Comparative Outcomes of Autologous Chondrocyte Implantation and Osteochondral Allograft Transplantation with Patellar Realignment for Patellar Instability with Associated Cartilage Defects

Abstract Background: Articular cartilage pathology can stem from a spectrum of etiologies including osteochondritis dissecans, avascular necrosis, degenerative joint disease, and injury resulting from recurrent instability of the patella.

Hypothesis/Purpose: The purpose of this study was to identify differences in clinical and functional outcomes in patients treated with either ACI or OCA transplantation for chondral defects with concomitant MPFL reconstruction and tibia tubercle osteotomy.

Study Design: Retrospective Cohort Study

Methods: A retrospective review identified patients who underwent autologous chondrocyte implantation (ACI) or osteochondral allograft (OCA) transplantation with concomitant medial patellofemoral ligament (MPFL) reconstruction and tibia tubercle osteotomy (TTO).

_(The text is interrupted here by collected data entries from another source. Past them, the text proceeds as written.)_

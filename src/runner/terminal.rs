use crossterm::event::{DisableMouseCapture, EnableMouseCapture};
use crossterm::execute;
use crossterm::terminal::{
    disable_raw_mode, enable_raw_mode, EnterAlternateScreen, LeaveAlternateScreen,
};
use ratatui::backend::CrosstermBackend;
use ratatui::Terminal;
use std::fmt;
use std::io;
use std::io::Stdout;

/// Errors returned by terminal initialization/restore helpers.
#[derive(Debug)]
pub enum TerminalError {
    Io(io::Error),
}

impl fmt::Display for TerminalError {
    fn fmt(&self, f: &mut fmt::Formatter<'_>) -> fmt::Result {
        match self {
            TerminalError::Io(e) => write!(f, "IO error: {}", e),
        }
    }
}

impl std::error::Error for TerminalError {
    fn source(&self) -> Option<&(dyn std::error::Error + 'static)> {
        match self {
            TerminalError::Io(e) => Some(e),
        }
    }
}

impl From<io::Error> for TerminalError {
    fn from(e: io::Error) -> Self {
        TerminalError::Io(e)
    }
}

/// Initialize the terminal: raw mode, alternate screen, mouse capture on.
/// Capture can be turned off afterwards via [`set_mouse_capture`].
pub fn init_terminal() -> Result<Terminal<CrosstermBackend<Stdout>>, TerminalError> {
    enable_raw_mode().map_err(TerminalError::Io)?;
    let mut stdout = io::stdout();
    execute!(stdout, EnterAlternateScreen, EnableMouseCapture).map_err(TerminalError::Io)?;
    let backend = CrosstermBackend::new(stdout);
    let terminal = Terminal::new(backend).map_err(TerminalError::Io)?;
    Ok(terminal)
}

/// Toggle mouse capture on a running terminal, for the runtime
/// `mouse_enabled` setting.
pub fn set_mouse_capture(
    terminal: &mut Terminal<CrosstermBackend<Stdout>>,
    enabled: bool,
) -> Result<(), TerminalError> {
    if enabled {
        execute!(terminal.backend_mut(), EnableMouseCapture).map_err(TerminalError::Io)?;
    } else {
        execute!(terminal.backend_mut(), DisableMouseCapture).map_err(TerminalError::Io)?;
    }
    Ok(())
}

/// Restore terminal state (leave alternate screen + disable raw mode) and
/// show the cursor.
pub fn restore_terminal(
    mut terminal: Terminal<CrosstermBackend<Stdout>>,
) -> Result<(), TerminalError> {
    disable_raw_mode().map_err(TerminalError::Io)?;
    execute!(
        terminal.backend_mut(),
        LeaveAlternateScreen,
        DisableMouseCapture
    )
    .map_err(TerminalError::Io)?;
    terminal.show_cursor().map_err(TerminalError::Io)?;
    Ok(())
}

/// Chain a hook in front of the default panic handler that puts the
/// terminal back into a usable state, so the panic message is readable
/// instead of landing in the alternate screen with raw mode on.
pub fn install_panic_hook() {
    let original = std::panic::take_hook();
    std::panic::set_hook(Box::new(move |info| {
        let _ = disable_raw_mode();
        let _ = execute!(io::stdout(), LeaveAlternateScreen, DisableMouseCapture);
        original(info);
    }));
}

Outcome measures included the Knee Injury and Osteoarthritis Outcome Score for Joint Replacement (KOOS JR), International Knee Documentation Committee (IKDC) evaluation, and Short Form Health Survey (SF-12) physical scores, all collected a minimum of 2 years after surgery. Defect location, size, complications, and rate of subsequent surgery were determined.

Results: Eighteen patients (11 ACI and 7 OCA) were included in this study to analyze clinical and functional outcomes following surgical correction of 23 chondral defects (ACI n=12, OCA n=10). Defects had comparable baseline characteristics in each group including size measured during index arthroscopy (3.34 cm2 vs 4.03 cm2, P = .351), Outerbridge classification (54.8% grade 4 vs 60.0% grade 4, P = 1.000), and AMADEUS score (47.1 vs 58.6, P = .298). Postoperative outcomes were comparable including revision rate (15.4% vs 10.0%, P=1.000) and 2-year IKDC scores (74.2 vs 51.2, P = .077). However, ACI did have significantly higher 2-year KOOS JR (85.1 vs 63.7, P = .031) and SF-12 scores (54.1 vs 42.6, P = .007) compared to OCA.

Conclusion: ACI or OCA transplantation for chondral defects with concomitant MPFL reconstruction and TTO can be safely performed in an outpatient setting with functional and clinical outcomes being comparable. Functional scores including KOOS JR and SF-12 were shown to be significantly higher at 2-year follow-up in the ACI cohort, however, postoperative IKDC scores, rates of revisions, and clinical evaluations were comparable between cohorts.